Newly discovered calcium pumps: key to cellular communication!

Newly discovered calcium pumps: key to cellular communication!

The latest research into calcium transport mechanics in the human body could have far-reaching implications for medical science. An international team led by study leader Dr. Uwe Schulte from the University of Freiburg recently decoded the functional principle of the calcium pumps inside the cell. These pumps are crucial for regulating calcium levels, which are essential for both cellular communication and many physiological processes. The results of this study were published on August 20, 2025 in the specialist magazine Nature Communications published.

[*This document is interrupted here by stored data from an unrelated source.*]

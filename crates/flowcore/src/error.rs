use thiserror::Error;

#[derive(Error, Debug)]
pub enum FlowError {
    #[error("Graph error: {0}")]
    Graph(#[from] GraphError),

    #[error("Resolution error: {0}")]
    Resolve(#[from] ResolveError),

    #[error("IO error: {0}")]
    Io(#[from] std::io::Error),

    #[error("Serialization error: {0}")]
    Serialization(#[from] serde_json::Error),
}

/// Errors that reject a single mutation or validation call outright.
#[derive(Error, Debug, Clone, PartialEq)]
pub enum GraphError {
    #[error("Duplicate {kind} id: {id}")]
    DuplicateId { kind: &'static str, id: String },

    #[error("Node not found: {0}")]
    NodeNotFound(String),

    #[error("Connection not found: {0}")]
    ConnectionNotFound(String),

    #[error("Port '{port_id}' not found on node '{node_id}'")]
    PortNotFound { node_id: String, port_id: String },

    #[error("Invalid connection '{connection_id}': {reason}")]
    InvalidConnection {
        connection_id: String,
        reason: String,
    },

    #[error(
        "Invalid channel capacity {capacity} on connection '{connection_id}' \
         (expected -1, 0 or a positive depth)"
    )]
    InvalidCapacity {
        connection_id: String,
        capacity: i32,
    },

    #[error("Node '{0}' is not a graph node")]
    NotAGraphNode(String),

    #[error("Invalid port mapping '{port_name}' on graph node '{graph_node_id}': {reason}")]
    InvalidPortMapping {
        graph_node_id: String,
        port_name: String,
        reason: String,
    },
}

/// Errors raised while resolving connections across subgraph boundaries.
///
/// These never abort a whole-graph pass: callers collect them per connection
/// (or per boundary port) and keep going.
#[derive(Error, Debug, Clone, PartialEq)]
pub enum ResolveError {
    #[error("Connection '{connection_id}' is unresolvable at {failure_point}: {reason}")]
    UnresolvableConnection {
        connection_id: String,
        failure_point: String,
        reason: String,
    },

    #[error("Broken port mapping '{port_name}' on graph node '{graph_node_id}': {reason}")]
    BrokenPortMapping {
        graph_node_id: String,
        port_name: String,
        reason: String,
    },

    #[error(
        "Exposed port '{port_name}' on graph node '{graph_node_id}' is served by \
         {} external connections: {}",
        .connection_ids.len(),
        .connection_ids.join(", ")
    )]
    AmbiguousPassThru {
        graph_node_id: String,
        port_name: String,
        connection_ids: Vec<String>,
    },

    #[error(
        "Exposed port '{port_name}' on graph node '{graph_node_id}' has no external connection"
    )]
    NoExternalConnection {
        graph_node_id: String,
        port_name: String,
    },
}

impl ResolveError {
    pub(crate) fn unresolvable(
        connection_id: &str,
        failure_point: impl Into<String>,
        reason: impl Into<String>,
    ) -> Self {
        ResolveError::UnresolvableConnection {
            connection_id: connection_id.to_string(),
            failure_point: failure_point.into(),
            reason: reason.into(),
        }
    }

    pub(crate) fn broken_mapping(
        graph_node_id: &str,
        port_name: &str,
        reason: impl Into<String>,
    ) -> Self {
        ResolveError::BrokenPortMapping {
            graph_node_id: graph_node_id.to_string(),
            port_name: port_name.to_string(),
            reason: reason.into(),
        }
    }
}
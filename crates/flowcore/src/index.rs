use crate::graph::FlowGraph;
use crate::node::{GraphNode, Node};
use std::collections::HashMap;

/// `None` is the root scope, otherwise the id of a graph node.
pub type ScopeRef<'a> = Option<&'a str>;

#[derive(Debug, Clone, Copy)]
pub struct IndexedNode<'g> {
    pub node: &'g Node,
    pub parent: ScopeRef<'g>,
    /// Root nodes sit at depth 1.
    pub depth: usize,
}

/// Id lookup over one graph snapshot, with a parent map for ancestry queries.
///
/// When ids collide the first node in pre-order wins; validation reports
/// the collision separately.
#[derive(Debug, Clone)]
pub struct GraphIndex<'g> {
    entries: HashMap<&'g str, IndexedNode<'g>>,
}

impl<'g> GraphIndex<'g> {
    pub fn build(graph: &'g FlowGraph) -> Self {
        let mut entries = HashMap::new();
        index_nodes(&graph.root_nodes, None, 1, &mut entries);
        Self { entries }
    }

    pub fn entry(&self, node_id: &str) -> Option<&IndexedNode<'g>> {
        self.entries.get(node_id)
    }

    pub fn node(&self, node_id: &str) -> Option<&'g Node> {
        self.entries.get(node_id).map(|entry| entry.node)
    }

    pub fn graph_node(&self, node_id: &str) -> Option<&'g GraphNode> {
        self.node(node_id).and_then(Node::as_graph)
    }

    pub fn parent(&self, node_id: &str) -> Option<ScopeRef<'g>> {
        self.entries.get(node_id).map(|entry| entry.parent)
    }

    pub fn len(&self) -> usize {
        self.entries.len()
    }

    pub fn is_empty(&self) -> bool {
        self.entries.is_empty()
    }

    /// Graph node ids enclosing `node_id`, outermost first. Empty for root nodes.
    pub fn ancestry(&self, node_id: &str) -> Option<Vec<&'g str>> {
        let mut chain = Vec::new();
        let mut current = self.entries.get(node_id)?.parent;
        while let Some(scope) = current {
            chain.push(scope);
            current = self.entries.get(scope).and_then(|entry| entry.parent);
        }
        chain.reverse();
        Some(chain)
    }

    /// Innermost scope enclosing both nodes, or `None` if either is unknown.
    pub fn common_scope(&self, a: &str, b: &str) -> Option<ScopeRef<'g>> {
        let left = self.ancestry(a)?;
        let right = self.ancestry(b)?;
        let shared = common_prefix_len(&left, &right);
        Some(if shared == 0 { None } else { Some(left[shared - 1]) })
    }

    /// True when `node_id` is nested (at any depth) inside `ancestor_id`.
    pub fn is_descendant_of(&self, node_id: &str, ancestor_id: &str) -> bool {
        self.ancestry(node_id)
            .map(|chain| chain.contains(&ancestor_id))
            .unwrap_or(false)
    }
}

pub(crate) fn common_prefix_len(left: &[&str], right: &[&str]) -> usize {
    left.iter()
        .zip(right.iter())
        .take_while(|(a, b)| a == b)
        .count()
}

fn index_nodes<'g>(
    nodes: &'g [Node],
    parent: ScopeRef<'g>,
    depth: usize,
    entries: &mut HashMap<&'g str, IndexedNode<'g>>,
) {
    for node in nodes {
        entries.entry(node.id()).or_insert(IndexedNode {
            node,
            parent,
            depth,
        });
        if let Node::Graph(graph) = node {
            index_nodes(&graph.child_nodes, Some(graph.base.id.as_str()), depth + 1, entries);
        }
    }
}

#[cfg(test)]
mod tests {
    use super::*;
    use crate::node::{CodeNode, CodeNodeType, GraphNode};

    fn nested() -> FlowGraph {
        FlowGraph::new("nested")
            .with_node(CodeNode::new("src", CodeNodeType::Generator).with_id("src"))
            .with_node(
                GraphNode::new("outer").with_id("outer").with_child(
                    GraphNode::new("inner")
                        .with_id("inner")
                        .with_child(CodeNode::new("leaf", CodeNodeType::Sink).with_id("leaf")),
                ),
            )
    }

    #[test]
    fn test_ancestry_is_outermost_first() {
        let graph = nested();
        let index = GraphIndex::build(&graph);

        assert_eq!(index.ancestry("leaf"), Some(vec!["outer", "inner"]));
        assert_eq!(index.ancestry("src"), Some(vec![]));
        assert_eq!(index.ancestry("missing"), None);
        assert_eq!(index.entry("leaf").map(|e| e.depth), Some(3));
    }

    #[test]
    fn test_common_scope() {
        let graph = nested();
        let index = GraphIndex::build(&graph);

        assert_eq!(index.common_scope("src", "leaf"), Some(None));
        assert_eq!(index.common_scope("inner", "leaf"), Some(Some("outer")));
        assert_eq!(index.common_scope("leaf", "leaf"), Some(Some("inner")));
        assert!(index.is_descendant_of("leaf", "outer"));
        assert!(!index.is_descendant_of("src", "outer"));
    }
}
// crates/flowcore/tests/common/mod.rs

#![allow(dead_code)]

use flowcore::{CodeNode, CodeNodeType, Connection, FlowGraph, GraphNode, Node};

/// Initialize tracing for tests
pub fn init_tracing() {
    use tracing_subscriber::{fmt, EnvFilter};
    let _ = fmt()
        .with_env_filter(
            EnvFilter::try_from_default_env().unwrap_or_else(|_| EnvFilter::new("debug")),
        )
        .with_test_writer()
        .try_init();
}

pub fn generator(id: &str) -> CodeNode {
    CodeNode::new(id, CodeNodeType::Generator)
        .with_id(id)
        .with_output("out", "Int")
}

pub fn sink(id: &str) -> CodeNode {
    CodeNode::new(id, CodeNodeType::Sink)
        .with_id(id)
        .with_input("in", "Int")
}

pub fn transformer(id: &str) -> CodeNode {
    CodeNode::new(id, CodeNodeType::Transformer)
        .with_id(id)
        .with_input("in", "Int")
        .with_output("out", "Int")
}

/// Root "source" feeding OuterGroup > InnerGroup > "leaf" through exposed
/// input ports, connected to OuterGroup's boundary as connection "c1".
pub fn scenario_b() -> FlowGraph {
    let inner = GraphNode::new("InnerGroup")
        .with_id("inner")
        .with_child(sink("leaf"))
        .expose_input("in", "Int", "leaf", "in");
    let outer = GraphNode::new("OuterGroup")
        .with_id("outer")
        .with_child(inner)
        .expose_input("in", "Int", "inner", "in");

    FlowGraph::new("ScenarioB")
        .with_id("scenario-b")
        .with_node(generator("source"))
        .with_node(outer)
        .with_connection(
            Connection::new("source", "source.out.out", "outer", "outer.in.in").with_id("c1"),
        )
}

/// Ids of the groups in a chain built by [`nested_sink`], outermost first.
pub fn group_ids(depth: usize) -> Vec<String> {
    (1..=depth).map(|level| format!("g{}", level)).collect()
}

/// `depth` nested groups around a sink "leaf", each exposing "in".
pub fn nested_sink(depth: usize) -> Node {
    let mut node: Node = sink("leaf").into();
    let mut child_id = "leaf".to_string();
    for id in group_ids(depth).into_iter().rev() {
        node = GraphNode::new(id.clone())
            .with_id(id.clone())
            .with_child(node)
            .expose_input("in", "Int", child_id.clone(), "in")
            .into();
        child_id = id;
    }
    node
}

/// `depth` nested groups around a generator "producer", each exposing "out".
pub fn nested_generator(depth: usize) -> Node {
    let mut node: Node = generator("producer").into();
    let mut child_id = "producer".to_string();
    for level in (1..=depth).rev() {
        let id = format!("p{}", level);
        node = GraphNode::new(id.clone())
            .with_id(id.clone())
            .with_child(node)
            .expose_output("out", "Int", child_id.clone(), "out")
            .into();
        child_id = id;
    }
    node
}

/// Root generator wired straight to a sink buried `depth` groups deep.
pub fn deep_graph(depth: usize) -> FlowGraph {
    FlowGraph::new("Deep")
        .with_id("deep")
        .with_node(generator("source"))
        .with_node(nested_sink(depth))
        .with_connection(
            Connection::new("source", "source.out.out", "leaf", "leaf.in.in").with_id("deep-link"),
        )
}
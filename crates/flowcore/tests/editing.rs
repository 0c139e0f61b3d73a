// crates/flowcore/tests/editing.rs

mod common;

use common::*;
use flowcore::{Connection, FlowGraph, GraphError, GraphNode, Node, Position};
use pretty_assertions::assert_eq;

#[test]
fn test_add_node_returns_new_value() {
    let original = FlowGraph::new("Edit");

    let edited = original.add_node(generator("a"), None).unwrap();

    assert_eq!(original.node_count(), 0, "original must be left untouched");
    assert_eq!(edited.node_count(), 1);
    assert_eq!(edited.root_nodes[0].id(), "a");
}

#[test]
fn test_add_node_into_graph_node() {
    let graph = FlowGraph::new("Edit").with_node(GraphNode::new("g").with_id("g"));

    let edited = graph.add_node(sink("inside"), Some("g")).unwrap();

    let group = edited.find_node("g").and_then(Node::as_graph).unwrap();
    assert_eq!(group.child_nodes.len(), 1);
    assert_eq!(group.child_nodes[0].id(), "inside");
}

#[test]
fn test_add_node_rejects_duplicate_id_at_any_depth() {
    let graph = scenario_b();

    let err = graph.add_node(sink("leaf"), None).unwrap_err();

    assert_eq!(
        err,
        GraphError::DuplicateId {
            kind: "node",
            id: "leaf".to_string()
        }
    );
}

#[test]
fn test_add_node_under_code_node_fails() {
    let graph = FlowGraph::new("Edit").with_node(generator("a"));

    let err = graph.add_node(sink("b"), Some("a")).unwrap_err();

    assert_eq!(err, GraphError::NotAGraphNode("a".to_string()));
}

#[test]
fn test_add_connection_is_stored_in_common_scope() {
    let group = GraphNode::new("g")
        .with_id("g")
        .with_child(generator("x"))
        .with_child(sink("y"));
    let graph = FlowGraph::new("Edit").with_node(group);

    let edited = graph
        .add_connection(Connection::new("x", "x.out.out", "y", "y.in.in").with_id("xy"))
        .unwrap();

    assert!(edited.connections.is_empty());
    let scoped = edited.find_connection("xy").unwrap();
    assert_eq!(scoped.scope, Some("g"));
}

#[test]
fn test_add_connection_across_boundaries_stays_at_root() {
    let graph = scenario_b().with_node(generator("extra"));

    let edited = graph
        .add_connection(
            Connection::new("extra", "extra.out.out", "leaf", "leaf.in.in").with_id("deep"),
        )
        .unwrap();

    assert_eq!(edited.find_connection("deep").unwrap().scope, None);
    assert_eq!(edited.connection_count(), 2);
}

#[test]
fn test_add_connection_rejects_wrong_direction() {
    let graph = FlowGraph::new("Edit").with_node(generator("a")).with_node(sink("b"));

    let err = graph
        .add_connection(Connection::new("b", "b.in.in", "a", "a.out.out").with_id("rev"))
        .unwrap_err();

    assert!(matches!(
        err,
        GraphError::InvalidConnection { ref connection_id, .. } if connection_id == "rev"
    ));
}

#[test]
fn test_add_connection_rejects_bad_capacity() {
    let graph = FlowGraph::new("Edit").with_node(generator("a")).with_node(sink("b"));

    let err = graph
        .add_connection(
            Connection::new("a", "a.out.out", "b", "b.in.in").with_id("c").with_capacity(-2),
        )
        .unwrap_err();

    assert_eq!(
        err,
        GraphError::InvalidCapacity {
            connection_id: "c".to_string(),
            capacity: -2
        }
    );

    for capacity in [-1, 0, 5] {
        let connection = Connection::new("a", "a.out.out", "b", "b.in.in").with_capacity(capacity);
        assert!(
            graph.add_connection(connection).is_ok(),
            "capacity {} should be accepted",
            capacity
        );
    }
}

#[test]
fn test_add_connection_rejects_unreachable_endpoint() {
    let graph = FlowGraph::new("Edit")
        .with_node(generator("source"))
        .with_node(GraphNode::new("g").with_id("g").with_child(sink("hidden")));

    let err = graph
        .add_connection(Connection::new("source", "source.out.out", "hidden", "hidden.in.in"))
        .unwrap_err();

    assert!(matches!(err, GraphError::InvalidConnection { .. }));
}

#[test]
fn test_add_connection_rejects_missing_port() {
    let graph = FlowGraph::new("Edit").with_node(generator("a")).with_node(sink("b"));

    let err = graph
        .add_connection(Connection::new("a", "a.out.nope", "b", "b.in.in"))
        .unwrap_err();

    assert_eq!(
        err,
        GraphError::PortNotFound {
            node_id: "a".to_string(),
            port_id: "a.out.nope".to_string()
        }
    );
}

#[test]
fn test_remove_node_cascades() {
    let graph = scenario_b();

    let edited = graph.remove_node("inner").unwrap();

    // The crossing connection still targets "outer", which survives.
    assert_eq!(edited.node_count(), 2);
    let outer = edited.find_node("outer").and_then(Node::as_graph).unwrap();
    assert!(outer.child_nodes.is_empty());
    assert!(outer.port_mappings.is_empty(), "mapping to the removed child is dropped");
    assert_eq!(edited.connection_count(), 1);

    let edited = edited.remove_node("outer").unwrap();
    assert_eq!(edited.node_count(), 1);
    assert_eq!(edited.connection_count(), 0);
}

#[test]
fn test_remove_connection() {
    let graph = scenario_b();

    let edited = graph.remove_connection("c1").unwrap();

    assert_eq!(edited.connection_count(), 0);
    assert_eq!(
        graph.remove_connection("c1").and_then(|g| g.remove_connection("c1")),
        Err(GraphError::ConnectionNotFound("c1".to_string()))
    );
}

#[test]
fn test_update_node_position() {
    let graph = scenario_b();

    let edited = graph.update_node_position("leaf", Position::new(12.5, -3.0)).unwrap();

    assert_eq!(edited.find_node("leaf").unwrap().base().position, Position::new(12.5, -3.0));
    assert_eq!(graph.find_node("leaf").unwrap().base().position, Position::default());
    assert_eq!(
        graph.update_node_position("ghost", Position::default()),
        Err(GraphError::NodeNotFound("ghost".to_string()))
    );
}

#[test]
fn test_undo_by_value_retention() {
    let history = vec![FlowGraph::new("Undo").with_id("u")];
    let step = history[0].add_node(generator("a"), None).unwrap();
    let step = step.add_node(sink("b"), None).unwrap();
    let step = step
        .add_connection(Connection::new("a", "a.out.out", "b", "b.in.in").with_id("ab"))
        .unwrap();

    assert_eq!(step.connection_count(), 1);
    assert_eq!(history[0].node_count(), 0);
}

// ============================================================================
// Umbrella error and JSON form
// ============================================================================

fn build_scenario() -> flowcore::Result<FlowGraph> {
    let graph = FlowGraph::new("Built").with_id("built");
    let graph = graph.add_node(generator("source"), None)?;
    let graph = graph.add_node(GraphNode::new("Group").with_id("group"), None)?;
    let graph = graph.add_node(transformer("inner"), Some("group"))?;
    let graph = graph.add_connection(
        Connection::new("source", "source.out.out", "inner", "inner.in.in").with_id("x"),
    )?;
    Ok(graph)
}

#[test]
fn test_editor_errors_convert_into_flow_error() {
    // "inner" is not reachable from the root without an exposed port.
    let err = build_scenario().unwrap_err();

    assert!(matches!(err, flowcore::FlowError::Graph(GraphError::InvalidConnection { .. })));
}

#[test]
fn test_json_form_round_trips() {
    let graph = scenario_b();

    let json = graph.to_json().unwrap();
    let mut written = Vec::new();
    graph.write_json(&mut written).unwrap();

    assert_eq!(FlowGraph::from_json(&json).unwrap(), graph);
    assert_eq!(String::from_utf8(written).unwrap(), format!("{}\n", json));
    assert!(matches!(
        FlowGraph::from_json("{ not json"),
        Err(flowcore::FlowError::Serialization(_))
    ));
}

Calcium (approx²⁺) acts as both a nutrient and a signal in the body. To generate the correct signals for various physiological responses, precise calcium homeostasis is crucial. Calcium ATPase types in intracellular membranes have turnover rates of only a few tens of cycles per second. To measure calcium concentrations, the scientists used calcium-activated potassium channels as ultrafast sensors. In this way, they were able to precisely determine the transport speed of the calcium pumps.

Detailed results of the study

Electron microscopy of the cell membranes revealed densities of about 55 pump complexes per square micrometer. Interestingly, the calcium pumps interact with the membrane lipid PtdIns(4,5)P2, allowing rapid binding and release of calcium ions. Without this lipid binding, the transport process slows down significantly. Analyzes of mutations in the pump structure confirmed these findings.

Additionally, the researchers used thapsigargin, a known calcium pump inhibitor, to block the binding site of PtdIns(4,5)P2. This significantly limited pumping activity. These insights into the 3D structure of pump complexes and lipid-dependent regulation could provide promising approaches for new drugs to optimize calcium transport and signal processing, potentially treating diseases associated with calcium deficiency or excess.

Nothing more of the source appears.